The City warned that although its dam levels were positive, the hot, dry, and windy months were coming.
Even though residents, businesses and visitors are still using under 650 million litres per day, this year’s rainfall was not as much as hoped for.
Water consumption in the city came in at 568 million litres per day between August 19 and 25.
“Residents should note that fuller dams do not necessarily mean we are out of the woods yet,” said Mayoral Committee Member for Water and Waste Xanthea Limberg.
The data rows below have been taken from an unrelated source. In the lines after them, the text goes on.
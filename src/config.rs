use std::env;
use std::fs;
use std::path::{Path, PathBuf};
use std::time::Duration;

use anyhow::{anyhow, Context, Result};
use serde::Deserialize;

const DEFAULT_DB_PATH: &str = "./orioks.db";
const DEFAULT_USERS_FILE: &str = "./users.json";
const DEFAULT_BASE_URL: &str = "https://orioks.miet.ru";

#[derive(Debug, Clone)]
pub struct Config {
    pub bot_token: String,
    pub admin_ids: Vec<i64>,
    pub send_notifications: bool,
    pub db_path: String,
    pub users_file: PathBuf,
    pub base_url: String,
    pub request_timeout: Duration,
    pub recheck_delay: Duration,
    pub max_concurrent_checks: usize,
    pub images_dir: PathBuf,
}

fn parse_or<T: std::str::FromStr>(name: &str, default: T) -> T {
    env::var(name)
        .ok()
        .and_then(|val| val.trim().parse::<T>().ok())
        .unwrap_or(default)
}

impl Config {
    pub fn from_env() -> Result<Self> {
        let bot_token =
            env::var("TELEGRAM_BOT_API_TOKEN").map_err(|_| anyhow!("TELEGRAM_BOT_API_TOKEN must be set in .env file"))?;

        let admin_ids = match env::var("TELEGRAM_ADMIN_IDS_LIST") {
            Ok(raw) => serde_json::from_str::<Vec<i64>>(&raw)
                .context("TELEGRAM_ADMIN_IDS_LIST must be a JSON array of chat ids")?,
            Err(_) => Vec::new(),
        };

        Ok(Self {
            bot_token,
            admin_ids,
            send_notifications: env::var("SEND_NOTIFICATIONS").map(|v| v != "false").unwrap_or(true),
            db_path: env::var("DB_PATH").unwrap_or_else(|_| DEFAULT_DB_PATH.to_string()),
            users_file: env::var("USERS_FILE")
                .unwrap_or_else(|_| DEFAULT_USERS_FILE.to_string())
                .into(),
            base_url: env::var("ORIOKS_BASE_URL").unwrap_or_else(|_| DEFAULT_BASE_URL.to_string()),
            request_timeout: Duration::from_secs(parse_or("REQUESTS_TIMEOUT_SECS", 30)),
            recheck_delay: Duration::from_secs(parse_or("RECHECK_DELAY_SECS", 60)),
            max_concurrent_checks: parse_or("MAX_CONCURRENT_CHECKS", 4usize).max(1),
            images_dir: env::var("IMAGES_DIR")
                .map(PathBuf::from)
                .unwrap_or_else(|_| env::temp_dir().join("orioks-monitor")),
        })
    }
}

fn enabled() -> bool {
    true
}

/// One tracked portal account.
#[derive(Debug, Clone, Deserialize)]
pub struct UserEntry {
    pub telegram_id: i64,
    pub session_cookie: String,
    #[serde(default = "enabled")]
    pub track_marks: bool,
    #[serde(default = "enabled")]
    pub track_homeworks: bool,
}

pub fn load_users(path: &Path) -> Result<Vec<UserEntry>> {
    let raw = fs::read_to_string(path).with_context(|| format!("Failed to read users file {}", path.display()))?;
    parse_users(&raw).with_context(|| format!("Failed to parse users file {}", path.display()))
}

fn parse_users(raw: &str) -> Result<Vec<UserEntry>> {
    let users: Vec<UserEntry> = serde_json::from_str(raw)?;
    let mut seen = std::collections::HashSet::new();
    for user in &users {
        if !seen.insert(user.telegram_id) {
            anyhow::bail!("user {} is listed more than once", user.telegram_id);
        }
    }
    Ok(users)
}
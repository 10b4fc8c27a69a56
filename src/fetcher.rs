use std::fmt;
use std::time::Duration;

use async_trait::async_trait;
use reqwest::header::{COOKIE, USER_AGENT};

use crate::error::TransportError;

const PORTAL_USER_AGENT: &str = "orioks-monitor/0.1";

#[derive(Debug, Clone, Copy, PartialEq, Eq, Hash)]
pub enum PageKind {
    HomeworkList,
    MarksOverview,
}

impl fmt::Display for PageKind {
    fn fmt(&self, f: &mut fmt::Formatter<'_>) -> fmt::Result {
        match self {
            PageKind::HomeworkList => f.write_str("homework list"),
            PageKind::MarksOverview => f.write_str("marks overview"),
        }
    }
}

/// Retrieves raw portal markup. Timeouts and retries are the fetcher's concern.
#[async_trait]
pub trait Fetcher: Send + Sync {
    async fn fetch(&self, page: PageKind) -> Result<String, TransportError>;
}

/// Absolute portal locations derived from one base URL.
#[derive(Debug, Clone)]
pub struct PortalUrls {
    base: String,
}

impl PortalUrls {
    pub fn new(base: impl Into<String>) -> Self {
        Self {
            base: base.into().trim_end_matches('/').to_string(),
        }
    }

    pub fn page(&self, page: PageKind) -> String {
        match page {
            PageKind::HomeworkList => format!("{}/student/homework/list", self.base),
            PageKind::MarksOverview => format!("{}/student/student", self.base),
        }
    }

    /// Template with an `{id}` placeholder for a homework thread.
    pub fn homework_thread_template(&self) -> String {
        format!("{}/student/homework/view?id_thread={{id}}", self.base)
    }
}

/// Portal client authenticated by an existing session cookie.
#[derive(Clone)]
pub struct PortalClient {
    http: reqwest::Client,
    urls: PortalUrls,
    session_cookie: String,
}

impl PortalClient {
    pub fn new(urls: PortalUrls, session_cookie: impl Into<String>, timeout: Duration) -> anyhow::Result<Self> {
        let http = reqwest::Client::builder().timeout(timeout).build()?;
        Ok(Self {
            http,
            urls,
            session_cookie: session_cookie.into(),
        })
    }
}

#[async_trait]
impl Fetcher for PortalClient {
    async fn fetch(&self, page: PageKind) -> Result<String, TransportError> {
        let url = self.urls.page(page);
        tracing::debug!(%page, url, "Fetching portal page");

        let resp = self
            .http
            .get(&url)
            .header(USER_AGENT, PORTAL_USER_AGENT)
            .header(COOKIE, &self.session_cookie)
            .send()
            .await
            .map_err(|err| TransportError::new(page, err.to_string()))?;

        let status = resp.status();
        if !status.is_success() {
            return Err(TransportError::new(page, format!("HTTP {status}")));
        }

        resp.text()
            .await
            .map_err(|err| TransportError::new(page, format!("reading body: {err}")))
    }
}

#[cfg(test)]
mod tests {
    use super::*;

    #[test]
    fn urls_are_built_from_base() {
        let urls = PortalUrls::new("https://orioks.miet.ru/");
        assert_eq!(urls.page(PageKind::MarksOverview), "https://orioks.miet.ru/student/student");
        assert_eq!(
            urls.page(PageKind::HomeworkList),
            "https://orioks.miet.ru/student/homework/list"
        );
        assert_eq!(
            urls.homework_thread_template(),
            "https://orioks.miet.ru/student/homework/view?id_thread={id}"
        );
    }
}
Here are the latest dam level figures:
Voëlvlei Dam – 87.2% full this week (2018: 67%. Last week: 86% )Berg River Dam – 99.7% full this week (2018: 93.1%. Last week: 100% ).Theewaterskloof Dam – 71.6% full this week (2018: 45.2%. Last week: 71.5% ) Clanwilliam Dam – 98.6% full this week (2018: 99%. Last week: 98.8% )
In the meantime, preparatory work has started on the R3.5bn long-term project to raise the wall of Clanwilliam Dam for agriculture purposes.
The national department of water and sanitation project is expected to be completed in 2023.
The Western Cape legislature was told last week that work was also under way to form a committee to allocate water fairly when the project was completed.
Clearing alien vegetation from water catchment areas is also taking place.